Phenotyping primary human microglia: Tight regulation of LPS responsiveness

Much is still unknown about mechanisms underlying the phenotypical and functional versatility of human microglia. Therefore, we developed a rapid procedure to isolate pure microglia from postmortem human brain tissue and studied their immediate ex vivo phenotype and responses to key inflammatory mediators. Microglia were isolated, along with macrophages from the choroid plexus by tissue dissociation, density gradient separation, and selection with magnetic microbeads. By flow cytometry, microglia were identified by a CD11b+CD45dim phenotype and a smaller size compared with CD11b+CD45high macrophages. Interestingly, white matter microglia from donors with peripheral inflammation displayed elevated CD45 levels and increased size and granularity, but were still distinct from macrophages. The phenotype of isolated microglia was further specified by absent surface expression of CD14, CD200 receptor, and mannose receptor (MR, CD206), all of which were markedly expressed by macrophages.
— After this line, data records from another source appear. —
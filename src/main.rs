use std::env;
use std::process::ExitCode;

use clap::Parser;
use log::{error, info};

use solver_scheduler::config::SolverSchedulerConfig;
use solver_scheduler::core::scheduler::interface::{
    SchedulerContext, SnapshotInstanceLocator, StaticHostStateProvider,
};
use solver_scheduler::core::scheduler::solver_scheduler::SolverScheduler;
use solver_scheduler::printer::{print_placements, OutputFormat};
use solver_scheduler::scenario::Scenario;

#[derive(Parser)]
struct Args {
    #[clap(short, long)]
    config_file: std::path::PathBuf,
    #[clap(short, long)]
    scenario_file: std::path::PathBuf,
    #[clap(short, long, value_enum, default_value_t = OutputFormat::Table)]
    format: OutputFormat,
}

fn run(args: &Args) -> Result<(), String> {
    info!("Path to config file: {:?}", args.config_file);
    info!("Path to scenario file: {:?}", args.scenario_file);

    let config = SolverSchedulerConfig::from_file(&args.config_file).map_err(|e| e.to_string())?;
    let scenario = Scenario::from_file(&args.scenario_file).map_err(|e| e.to_string())?;
    info!(
        "Scheduling {} instances on {} hosts",
        scenario.request_spec.num_instances,
        scenario.hosts.len()
    );

    let provider = StaticHostStateProvider::new(scenario.hosts);
    let scheduler =
        SolverScheduler::from_config(config, Box::new(provider)).map_err(|e| e.to_string())?;

    let context = SchedulerContext::new(
        &scenario.request_id,
        std::sync::Arc::new(SnapshotInstanceLocator),
    );
    let mut filter_properties = scenario.filter_properties;
    scheduler
        .populate_filter_properties(&scenario.request_spec, &mut filter_properties)
        .map_err(|e| e.to_string())?;
    let placements = scheduler
        .schedule(&context, &scenario.request_spec, filter_properties)
        .map_err(|e| e.to_string())?;

    print_placements(
        &mut std::io::stdout().lock(),
        &scenario.request_id,
        &placements,
        args.format,
    )
    .map_err(|e| e.to_string())
}

fn main() -> ExitCode {
    // log level INFO by default
    let mut env_logger_builder = env_logger::builder();
    if env::var("RUST_LOG").is_err() {
        env_logger_builder.filter_level(log::LevelFilter::Info);
    }
    env_logger_builder.init();

    let args = Args::parse();
    match run(&args) {
        Ok(()) => ExitCode::SUCCESS,
        Err(err) => {
            error!("{}", err);
            ExitCode::FAILURE
        }
    }
}
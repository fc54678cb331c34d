//! Binary integer programs and the backends solving them.

use std::time::{Duration, Instant};

use good_lp::{
    constraint, microlp, variable, Expression, ProblemVariables, ResolutionError, Solution,
    SolutionStatus, SolverModel, Variable, WithTimeLimit,
};
use log::debug;

/// `Σ coefficient·x[variable] = rhs`.
#[derive(Debug, Clone, PartialEq)]
pub struct LinearEquality {
    pub terms: Vec<(usize, f64)>,
    pub rhs: f64,
}

/// Minimisation over binary variables `x[0..num_variables]`.
#[derive(Debug, Clone, Default, PartialEq)]
pub struct BinaryProgram {
    pub num_variables: usize,
    pub objective: Vec<f64>,
    pub equalities: Vec<LinearEquality>,
    /// Variables pinned to zero.
    pub fixed_zero: Vec<usize>,
}

impl BinaryProgram {
    pub fn new(objective: Vec<f64>) -> Self {
        Self {
            num_variables: objective.len(),
            objective,
            ..Default::default()
        }
    }

    pub fn add_equality(&mut self, terms: Vec<(usize, f64)>, rhs: f64) {
        self.equalities.push(LinearEquality { terms, rhs });
    }

    pub fn fix_zero(&mut self, variable: usize) {
        self.fixed_zero.push(variable);
    }
}

#[derive(Debug, Clone, PartialEq)]
pub enum MipStatus {
    /// Value of every variable in the optimal solution.
    Optimal(Vec<bool>),
    Infeasible,
    TimedOut,
    Failed(String),
}

pub trait MipBackend: Send + Sync {
    fn name(&self) -> &str;

    fn solve(&self, program: &BinaryProgram, timeout: Duration) -> MipStatus;
}

/// Pure Rust branch-and-bound backend from `good_lp`.
///
/// The deadline is handed to microlp, which stops its simplex and branching loops
/// once it passes. A stopped search is reported as `TimedOut`, even with an incumbent.
#[derive(Default, Debug)]
pub struct MicroLpBackend;

impl MipBackend for MicroLpBackend {
    fn name(&self) -> &str {
        "microlp"
    }

    fn solve(&self, program: &BinaryProgram, timeout: Duration) -> MipStatus {
        let started = Instant::now();
        let mut vars = ProblemVariables::new();
        let xs: Vec<Variable> = (0..program.num_variables)
            .map(|_| vars.add(variable().binary()))
            .collect();

        let objective: Expression = program
            .objective
            .iter()
            .zip(&xs)
            .map(|(&coefficient, &x)| coefficient * x)
            .sum();
        let mut model = vars.minimise(objective).using(microlp);
        for equality in &program.equalities {
            let lhs: Expression = equality
                .terms
                .iter()
                .map(|&(idx, coefficient)| coefficient * xs[idx])
                .sum();
            model = model.with(constraint!(lhs == equality.rhs));
        }
        for &idx in &program.fixed_zero {
            model = model.with(constraint!(xs[idx] == 0.0));
        }

        let remaining = timeout.saturating_sub(started.elapsed());
        let result = model.with_time_limit(remaining.as_secs_f64()).solve();
        let elapsed = started.elapsed();
        debug!(
            "{} solved {} variables in {:?}",
            self.name(),
            program.num_variables,
            elapsed
        );
        match result {
            Ok(solution) => match solution.status() {
                SolutionStatus::Optimal => {
                    MipStatus::Optimal(xs.iter().map(|&x| solution.value(x) > 0.5).collect())
                }
                SolutionStatus::TimeLimit | SolutionStatus::GapLimit => MipStatus::TimedOut,
            },
            Err(ResolutionError::Infeasible) => MipStatus::Infeasible,
            // interrupted before any feasible point was found
            Err(_) if elapsed >= timeout => MipStatus::TimedOut,
            Err(err) => MipStatus::Failed(err.to_string()),
        }
    }
}

#[cfg(test)]
mod tests {
    use super::*;

    #[test]
    fn test_pick_cheapest_of_exactly_one() {
        let mut program = BinaryProgram::new(vec![3.0, 1.0, 2.0]);
        program.add_equality(vec![(0, 1.0), (1, 1.0), (2, 1.0)], 1.0);
        let status = MicroLpBackend.solve(&program, Duration::from_secs(20));
        assert_eq!(status, MipStatus::Optimal(vec![false, true, false]));

        program.fix_zero(1);
        let status = MicroLpBackend.solve(&program, Duration::from_secs(20));
        assert_eq!(status, MipStatus::Optimal(vec![false, false, true]));
    }

    #[test]
    fn test_infeasible_program() {
        let mut program = BinaryProgram::new(vec![1.0, 1.0]);
        program.add_equality(vec![(0, 1.0), (1, 1.0)], 3.0);
        let status = MicroLpBackend.solve(&program, Duration::from_secs(20));
        assert_eq!(status, MipStatus::Infeasible);
    }

    // assignment-like program: every row picks exactly one column, every column
    // takes `rows / cols` rows
    fn assignment_program(rows: usize, cols: usize) -> BinaryProgram {
        let objective = (0..rows * cols)
            .map(|idx| ((idx * 7919) % 101) as f64 + (idx % cols) as f64 * 0.5)
            .collect();
        let mut program = BinaryProgram::new(objective);
        for row in 0..rows {
            program.add_equality((0..cols).map(|col| (row * cols + col, 1.0)).collect(), 1.0);
        }
        for col in 0..cols {
            let terms = (0..rows).map(|row| (row * cols + col, 1.0)).collect();
            program.add_equality(terms, (rows / cols) as f64);
        }
        program
    }

    #[test]
    fn test_expired_deadline_is_timed_out() {
        let status = MicroLpBackend.solve(&assignment_program(12, 4), Duration::ZERO);
        assert_eq!(status, MipStatus::TimedOut);
    }

    #[test]
    fn test_deadline_bounds_the_solve() {
        let program = assignment_program(120, 60);
        let started = Instant::now();
        let status = MicroLpBackend.solve(&program, Duration::from_millis(50));
        assert!(started.elapsed() < Duration::from_secs(2), "took {:?}", started.elapsed());
        assert!(matches!(status, MipStatus::TimedOut | MipStatus::Optimal(_)));
    }
}
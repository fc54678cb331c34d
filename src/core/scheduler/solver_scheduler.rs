//! Scheduler façade: prepares the filter properties, fetches the candidate hosts
//! and runs the configured solver engine on them.

use std::sync::Arc;

use log::{debug, info, warn};

use crate::config::{ConfigError, SolverSchedulerConfig};
use crate::core::host_state::InstanceInfo;
use crate::core::request::{FilterProperties, RequestSpec, RetryInfo, SolverCache};
use crate::core::scheduler::interface::{
    HostStateProvider, ScheduleError, SchedulerContext, SolverEngine, WeighedHost,
};
use crate::core::scheduler::plugin::{build_solver, PluginContext};
use crate::core::topology::RackTopology;

/// Fills the request fields the caller did not set in the filter properties.
fn merge_request_spec(request_spec: &RequestSpec, filter_properties: &mut FilterProperties) {
    if filter_properties.instance_type.is_none() {
        filter_properties.instance_type = request_spec.instance_type.clone();
    }
    if filter_properties.project_id.is_none() {
        filter_properties.project_id = request_spec.project_id.clone();
    }
    if filter_properties.image_properties.is_empty() {
        filter_properties.image_properties = request_spec.image.clone();
    }
    if filter_properties.availability_zone.is_none() {
        filter_properties.availability_zone = request_spec.availability_zone.clone();
    }
    if filter_properties.requested_networks.is_empty() {
        filter_properties.requested_networks = request_spec.requested_networks.clone();
    }
}

pub struct SolverScheduler {
    config: SolverSchedulerConfig,
    host_state_provider: Box<dyn HostStateProvider>,
    engine: Box<dyn SolverEngine>,
}

impl SolverScheduler {
    pub fn new(
        config: SolverSchedulerConfig,
        host_state_provider: Box<dyn HostStateProvider>,
        engine: Box<dyn SolverEngine>,
    ) -> Self {
        Self {
            config,
            host_state_provider,
            engine,
        }
    }

    /// Parses the rack config and builds the configured solver, constraints and costs.
    pub fn from_config(
        config: SolverSchedulerConfig,
        host_state_provider: Box<dyn HostStateProvider>,
    ) -> Result<Self, ConfigError> {
        let topology = Arc::new(RackTopology::from_config(&config));
        let engine = build_solver(&PluginContext::new(config.clone(), topology))?;
        Ok(Self::new(config, host_state_provider, engine))
    }

    /// Copies the request into the filter properties and stamps the retry counter.
    ///
    /// Fails once the request has been attempted more than `scheduler_max_attempts` times.
    pub fn populate_filter_properties(
        &self,
        request_spec: &RequestSpec,
        filter_properties: &mut FilterProperties,
    ) -> Result<(), ScheduleError> {
        merge_request_spec(request_spec, filter_properties);

        let max_attempts = self.config.scheduler_max_attempts.max(1);
        if max_attempts == 1 {
            // retries disabled
            filter_properties.retry = None;
            return Ok(());
        }
        let retry = filter_properties.retry.get_or_insert_with(RetryInfo::default);
        retry.num_attempts += 1;
        if retry.num_attempts > max_attempts {
            return Err(ScheduleError::MaxRetriesExceeded { max: max_attempts });
        }
        Ok(())
    }

    /// Places every instance of the request, or fails with `NoValidHost`.
    ///
    /// Returned hosts have the whole batch consumed on them.
    ///
    /// With forced hosts or nodes the solver is skipped and the matching
    /// candidate hosts are returned as they are.
    pub fn schedule(
        &self,
        context: &SchedulerContext,
        request_spec: &RequestSpec,
        mut filter_properties: FilterProperties,
    ) -> Result<Vec<WeighedHost>, ScheduleError> {
        let num_instances = if request_spec.instance_uuids.is_empty() {
            request_spec.num_instances
        } else {
            request_spec.instance_uuids.len()
        };
        if num_instances == 0 {
            return Err(ScheduleError::InvalidRequest(
                "request asks for zero instances".to_string(),
            ));
        }
        merge_request_spec(request_spec, &mut filter_properties);
        filter_properties.context = context.clone();
        filter_properties.num_instances = num_instances;
        filter_properties.instance_uuids = request_spec.instance_uuids.clone();
        filter_properties.solver_cache = SolverCache::default();

        let mut hosts = self.host_state_provider.get_all_host_states(context);
        let num_candidates = hosts.len();
        hosts.retain(|host| !filter_properties.ignore_hosts.contains(&host.host));
        debug!(
            "Request {}: {} of {} hosts left after ignoring {:?}",
            context.request_id,
            hosts.len(),
            num_candidates,
            filter_properties.ignore_hosts
        );

        let force_hosts = &filter_properties.force_hosts;
        let force_nodes = &filter_properties.force_nodes;
        if !force_hosts.is_empty() || !force_nodes.is_empty() {
            hosts.retain(|host| {
                (force_hosts.is_empty() || force_hosts.contains(&host.host))
                    && (force_nodes.is_empty() || force_nodes.contains(&host.nodename))
            });
            info!(
                "Request {}: forced to hosts {:?} nodes {:?}, {} hosts match",
                context.request_id,
                force_hosts,
                force_nodes,
                hosts.len()
            );
            if hosts.is_empty() {
                return Err(ScheduleError::NoValidHost(
                    "no candidate host matches the forced hosts or nodes".to_string(),
                ));
            }
            return Ok(hosts
                .into_iter()
                .map(|host| WeighedHost {
                    host,
                    instance_uuid: None,
                    weight: 1.0,
                })
                .collect());
        }

        let assignments = self.engine.solve(&mut hosts, &mut filter_properties);
        filter_properties.solver_cache = SolverCache::default();
        if assignments.is_empty() {
            return Err(ScheduleError::NoValidHost(format!(
                "{} instances could not be placed on {} hosts",
                num_instances,
                hosts.len()
            )));
        }
        info!(
            "Request {}: placed {} instances",
            context.request_id,
            assignments.len()
        );

        let instance_type = filter_properties.instance_type.clone().unwrap_or_default();
        for assignment in &assignments {
            let instance = InstanceInfo {
                uuid: assignment.instance_uuid.clone(),
                project_id: filter_properties.project_id.clone().unwrap_or_default(),
                networks: filter_properties.requested_networks.clone(),
            };
            if let Err(err) = hosts[assignment.host_index].consume(&instance_type, instance) {
                warn!("Request {}: {}", context.request_id, err);
            }
        }
        Ok(assignments
            .into_iter()
            .map(|assignment| WeighedHost {
                host: hosts[assignment.host_index].clone(),
                instance_uuid: Some(assignment.instance_uuid),
                weight: 1.0,
            })
            .collect())
    }
}
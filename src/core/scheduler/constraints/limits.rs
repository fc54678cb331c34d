//! Count limits per host: concurrent I/O operations, instances and attached networks.

use std::collections::BTreeSet;

use crate::core::host_state::HostState;
use crate::core::matrix::ConstraintMatrix;
use crate::core::request::FilterProperties;
use crate::core::scheduler::constraints::{matrix_from_capacities, Constraint};
use crate::core::scheduler::interface::PluginError;

pub struct IoOpsConstraint {
    max_io_ops_per_host: u32,
}

impl IoOpsConstraint {
    pub fn new(max_io_ops_per_host: u32) -> Self {
        Self { max_io_ops_per_host }
    }
}

impl Constraint for IoOpsConstraint {
    fn name(&self) -> &str {
        "IoOpsConstraint"
    }

    fn get_constraint_matrix(
        &self,
        hosts: &mut [HostState],
        filter_properties: &FilterProperties,
    ) -> Result<ConstraintMatrix, PluginError> {
        Ok(matrix_from_capacities(hosts, filter_properties.num_instances, |host| {
            self.max_io_ops_per_host.saturating_sub(host.num_io_ops) as usize
        }))
    }
}

/// Caps instances per host; the `max_instances_per_host` hint overrides the configured value.
pub struct NumInstancesConstraint {
    max_instances_per_host: u32,
}

impl NumInstancesConstraint {
    pub fn new(max_instances_per_host: u32) -> Self {
        Self {
            max_instances_per_host,
        }
    }
}

impl Constraint for NumInstancesConstraint {
    fn name(&self) -> &str {
        "NumInstancesConstraint"
    }

    fn get_constraint_matrix(
        &self,
        hosts: &mut [HostState],
        filter_properties: &FilterProperties,
    ) -> Result<ConstraintMatrix, PluginError> {
        let max_instances = filter_properties
            .scheduler_hints
            .max_instances_per_host
            .unwrap_or(self.max_instances_per_host);
        Ok(matrix_from_capacities(hosts, filter_properties.num_instances, |host| {
            max_instances.saturating_sub(host.num_instances) as usize
        }))
    }
}

/// Rejects hosts that would end up attached to more than `max_networks_per_host` networks.
pub struct NumNetworksConstraint {
    max_networks_per_host: usize,
}

impl NumNetworksConstraint {
    pub fn new(max_networks_per_host: usize) -> Self {
        Self {
            max_networks_per_host,
        }
    }
}

impl Constraint for NumNetworksConstraint {
    fn name(&self) -> &str {
        "NumNetworksConstraint"
    }

    fn get_constraint_matrix(
        &self,
        hosts: &mut [HostState],
        filter_properties: &FilterProperties,
    ) -> Result<ConstraintMatrix, PluginError> {
        let requested: BTreeSet<&String> = filter_properties.requested_networks.iter().collect();
        let num_instances = filter_properties.num_instances;
        Ok(matrix_from_capacities(hosts, num_instances, |host| {
            let new_networks = requested
                .iter()
                .filter(|network| !host.networks.contains(network.as_str()))
                .count();
            if host.networks.len() + new_networks <= self.max_networks_per_host {
                num_instances
            } else {
                0
            }
        }))
    }
}
//! Snapshot of one candidate host-node pair as seen by the solver.

use std::collections::{BTreeMap, BTreeSet};

use serde::{Deserialize, Serialize};
use thiserror::Error;

use crate::core::common::Aggregate;
use crate::core::numa::{HostNumaTopology, NumaLimits};
use crate::core::pci::PciStats;
use crate::core::request::InstanceType;

/// Oversubscription ceilings written by constraints and read later by the claim on the compute host.
#[derive(Default, Debug, Deserialize, Serialize, Clone, PartialEq)]
pub struct HostLimits {
    pub memory_mb: Option<f64>,
    pub disk_gb: Option<f64>,
    pub vcpu: Option<f64>,
    pub numa_topology: Option<NumaLimits>,
}

/// Instance already running on a host.
#[derive(Default, Debug, Deserialize, Serialize, Clone, PartialEq)]
pub struct InstanceInfo {
    pub uuid: String,
    #[serde(default)]
    pub project_id: String,
    /// Network ids from the instance's network info cache.
    #[serde(default)]
    pub networks: Vec<String>,
}

/// Architecture / hypervisor / vm mode triple a host can run.
#[derive(Default, Debug, Deserialize, Serialize, Clone, PartialEq)]
pub struct SupportedInstance {
    pub architecture: String,
    pub hypervisor_type: String,
    pub vm_mode: String,
}

#[derive(Debug, Error, PartialEq)]
pub enum ConsumeError {
    #[error("instance NUMA topology does not fit host {0}")]
    NumaTopology(String),
    #[error("host {0} has no NUMA topology")]
    NoNumaTopology(String),
    #[error("PCI requests cannot be satisfied on host {0}")]
    PciDevices(String),
}

#[derive(Debug, Deserialize, Serialize, Clone, PartialEq)]
pub struct HostState {
    pub host: String,
    pub nodename: String,

    pub total_ram_mb: i64,
    pub free_ram_mb: i64,
    pub total_usable_disk_gb: i64,
    pub free_disk_mb: i64,
    pub vcpus_total: i64,
    #[serde(default)]
    pub vcpus_used: i64,
    #[serde(default)]
    pub num_io_ops: u32,
    #[serde(default)]
    pub num_instances: u32,

    #[serde(default)]
    pub numa_topology: Option<HostNumaTopology>,
    #[serde(default)]
    pub pci_stats: PciStats,

    /// Tenants that ever had an instance scheduled here.
    #[serde(default)]
    pub projects: BTreeSet<String>,
    /// Networks attached to the host.
    #[serde(default)]
    pub networks: BTreeSet<String>,
    /// Racks tagged directly on the host snapshot, in addition to the `rack` aggregate key.
    #[serde(default)]
    pub racks: BTreeSet<String>,
    #[serde(default)]
    pub aggregates: Vec<Aggregate>,
    #[serde(default)]
    pub instances: BTreeMap<String, InstanceInfo>,
    #[serde(default)]
    pub metrics: BTreeMap<String, f64>,

    #[serde(default)]
    pub limits: HostLimits,

    #[serde(default = "default_service_up")]
    pub service_up: bool,
    #[serde(default)]
    pub service_disabled: bool,
    #[serde(default)]
    pub host_ip: Option<String>,
    #[serde(default)]
    pub supported_instances: Vec<SupportedInstance>,
    /// Trust level reported by the attestation service.
    #[serde(default)]
    pub trust_level: Option<String>,
}

fn default_service_up() -> bool {
    true
}

impl HostState {
    pub fn new(host: &str, nodename: &str) -> Self {
        Self {
            host: host.to_string(),
            nodename: nodename.to_string(),
            total_ram_mb: 0,
            free_ram_mb: 0,
            total_usable_disk_gb: 0,
            free_disk_mb: 0,
            vcpus_total: 0,
            vcpus_used: 0,
            num_io_ops: 0,
            num_instances: 0,
            numa_topology: None,
            pci_stats: Default::default(),
            projects: Default::default(),
            networks: Default::default(),
            racks: Default::default(),
            aggregates: Default::default(),
            instances: Default::default(),
            metrics: Default::default(),
            limits: Default::default(),
            service_up: true,
            service_disabled: false,
            host_ip: None,
            supported_instances: Default::default(),
            trust_level: None,
        }
    }

    pub fn free_vcpus(&self) -> i64 {
        self.vcpus_total - self.vcpus_used
    }

    pub fn used_ram_mb(&self) -> i64 {
        self.total_ram_mb - self.free_ram_mb
    }

    pub fn used_disk_mb(&self) -> i64 {
        self.total_usable_disk_gb * 1024 - self.free_disk_mb
    }

    /// Accounts `instance`, of type `instance_type`, as running on this host.
    ///
    /// NUMA and PCI checks happen before any counter is touched, so a refused
    /// consumption leaves the host unchanged.
    pub fn consume(
        &mut self,
        instance_type: &InstanceType,
        instance: InstanceInfo,
    ) -> Result<(), ConsumeError> {
        let mut numa_topology = self.numa_topology.clone();
        if let Some(instance_numa) = &instance_type.numa_topology {
            let host_numa = numa_topology
                .as_mut()
                .ok_or_else(|| ConsumeError::NoNumaTopology(self.host.clone()))?;
            if !host_numa.consume(instance_numa, self.limits.numa_topology.as_ref()) {
                return Err(ConsumeError::NumaTopology(self.host.clone()));
            }
        }

        let mut pci_stats = self.pci_stats.clone();
        if !instance_type.pci_requests.is_empty()
            && !pci_stats.apply_requests(&instance_type.pci_requests)
        {
            return Err(ConsumeError::PciDevices(self.host.clone()));
        }

        self.numa_topology = numa_topology;
        self.pci_stats = pci_stats;
        self.free_ram_mb -= instance_type.memory_mb;
        self.free_disk_mb -= instance_type.disk_mb();
        self.vcpus_used += instance_type.vcpus;
        self.num_io_ops += 1;
        self.num_instances += 1;
        self.record_instance(instance);
        Ok(())
    }

    /// Records tenancy and network attachment of an instance, without touching the counters.
    pub fn record_instance(&mut self, instance: InstanceInfo) {
        if !instance.project_id.is_empty() {
            self.projects.insert(instance.project_id.clone());
        }
        self.networks.extend(instance.networks.iter().cloned());
        self.instances.insert(instance.uuid.clone(), instance);
    }

    /// Runs `step` on a private copy of this host until it refuses or `max` steps succeeded.
    /// Returns the number of successful steps and the copy in its final state.
    pub fn simulate_consumption<F>(&self, max: usize, mut step: F) -> (usize, HostState)
    where
        F: FnMut(&mut HostState) -> bool,
    {
        let mut copy = self.clone();
        let mut count = 0;
        while count < max && step(&mut copy) {
            count += 1;
        }
        (count, copy)
    }
}

#[cfg(test)]
mod tests {
    use super::*;
    use crate::core::numa::{HostNumaCell, InstanceNumaCell, InstanceNumaTopology};

    fn numa_host() -> HostState {
        let mut host = HostState::new("host1", "node1");
        host.total_ram_mb = 8192;
        host.free_ram_mb = 8192;
        host.vcpus_total = 8;
        host.numa_topology = Some(HostNumaTopology {
            cells: vec![HostNumaCell {
                id: 0,
                cpus: 4,
                memory_mb: 4096,
                cpu_usage: 0,
                memory_usage: 0,
            }],
        });
        host
    }

    fn numa_instance() -> InstanceType {
        InstanceType {
            memory_mb: 2048,
            vcpus: 2,
            numa_topology: Some(InstanceNumaTopology {
                cells: vec![InstanceNumaCell {
                    cpus: 2,
                    memory_mb: 2048,
                }],
            }),
            ..Default::default()
        }
    }

    fn instance_info(uuid: &str) -> InstanceInfo {
        InstanceInfo {
            uuid: uuid.to_string(),
            project_id: "tenant".to_string(),
            networks: vec!["net1".to_string()],
        }
    }

    #[test]
    fn test_consume_updates_counters_and_tenancy() {
        let mut host = numa_host();
        host.consume(&numa_instance(), instance_info("uuid-1")).unwrap();
        assert_eq!(host.free_ram_mb, 6144);
        assert_eq!(host.vcpus_used, 2);
        assert_eq!(host.num_instances, 1);
        assert_eq!(host.num_io_ops, 1);
        assert_eq!(host.numa_topology.as_ref().unwrap().cells[0].cpu_usage, 2);
        assert_eq!(host.projects, BTreeSet::from(["tenant".to_string()]));
        assert_eq!(host.networks, BTreeSet::from(["net1".to_string()]));
        assert!(host.instances.contains_key("uuid-1"));
    }

    #[test]
    fn test_refused_consume_leaves_host_untouched() {
        let mut host = numa_host();
        host.consume(&numa_instance(), instance_info("uuid-1")).unwrap();
        host.consume(&numa_instance(), instance_info("uuid-2")).unwrap();
        let before = host.clone();
        assert_eq!(
            host.consume(&numa_instance(), instance_info("uuid-3")),
            Err(ConsumeError::NumaTopology("host1".to_string()))
        );
        assert_eq!(host, before);
    }

    #[test]
    fn test_simulation_does_not_leak_into_shared_host() {
        let host = numa_host();
        let instance = numa_instance();
        let (count, copy) = host.simulate_consumption(5, |h| {
            h.consume(&instance, InstanceInfo::default()).is_ok()
        });
        assert_eq!(count, 2);
        assert_eq!(copy.num_instances, 2);
        assert_eq!(host.num_instances, 0);
        assert_eq!(host.numa_topology.as_ref().unwrap().cells[0].cpu_usage, 0);
    }
}
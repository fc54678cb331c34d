//! Type definitions shared by host snapshots, requests and topology helpers.

use std::collections::{BTreeMap, BTreeSet};

use serde::{Deserialize, Deserializer, Serialize};

/// Map from host name to the set of racks the host belongs to.
pub type HostRacks = BTreeMap<String, BTreeSet<String>>;

/// Named group of hosts sharing metadata (availability zone, allocation ratios, rack, ...).
#[derive(Default, Debug, Deserialize, Serialize, Clone, PartialEq)]
pub struct Aggregate {
    pub name: String,
    #[serde(default)]
    pub hosts: BTreeSet<String>,
    #[serde(default)]
    pub metadata: BTreeMap<String, String>,
}

impl Aggregate {
    pub fn new(name: &str, metadata: &[(&str, &str)]) -> Self {
        Self {
            name: name.to_string(),
            hosts: Default::default(),
            metadata: metadata
                .iter()
                .map(|(k, v)| (k.to_string(), v.to_string()))
                .collect(),
        }
    }
}

#[derive(Deserialize)]
#[serde(untagged)]
enum OneOrMany {
    One(String),
    Many(Vec<String>),
}

/// Scheduler hints carry either a single uuid or a list of them.
pub fn one_or_many<'de, D>(deserializer: D) -> Result<Vec<String>, D::Error>
where
    D: Deserializer<'de>,
{
    Ok(match Option::<OneOrMany>::deserialize(deserializer)? {
        None => Vec::new(),
        Some(OneOrMany::One(value)) => vec![value],
        Some(OneOrMany::Many(values)) => values,
    })
}
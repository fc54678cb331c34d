pub mod composer;
pub mod constraints;
pub mod costs;
pub mod interface;
pub mod plugin;
pub mod solver_scheduler;
pub mod solvers;
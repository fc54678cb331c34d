pub mod common;
pub mod host_state;
pub mod matrix;
pub mod numa;
pub mod pci;
pub mod request;
pub mod scheduler;
pub mod topology;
Microglia stimulated immediately after isolation with LPS and IFN gamma failed to upregulate TNF alpha or CCR7. Notably, responsiveness to LPS and IFN gamma was clearly instigated in microglia after overnight preculture, which coincided with a strong upregulation of CD14. Culture of microglia with IL-4 resulted in the induction of HLA-DR and CCL18 but not MR, whereas culture with dexamethasone did induce MR, in addition to CD163 and CCL18. In conclusion, this study demonstrates phenotypic changes of microglia associated with peripheral inflammation, and reveals tight regulation of responses to LPS and IFN gamma as well as distinct microglial responses to IL-4 and glucocorticoids. These findings are of high relevance to studies on human microglia functioning in health and disease. (c) 2012 Wiley Periodicals, Inc.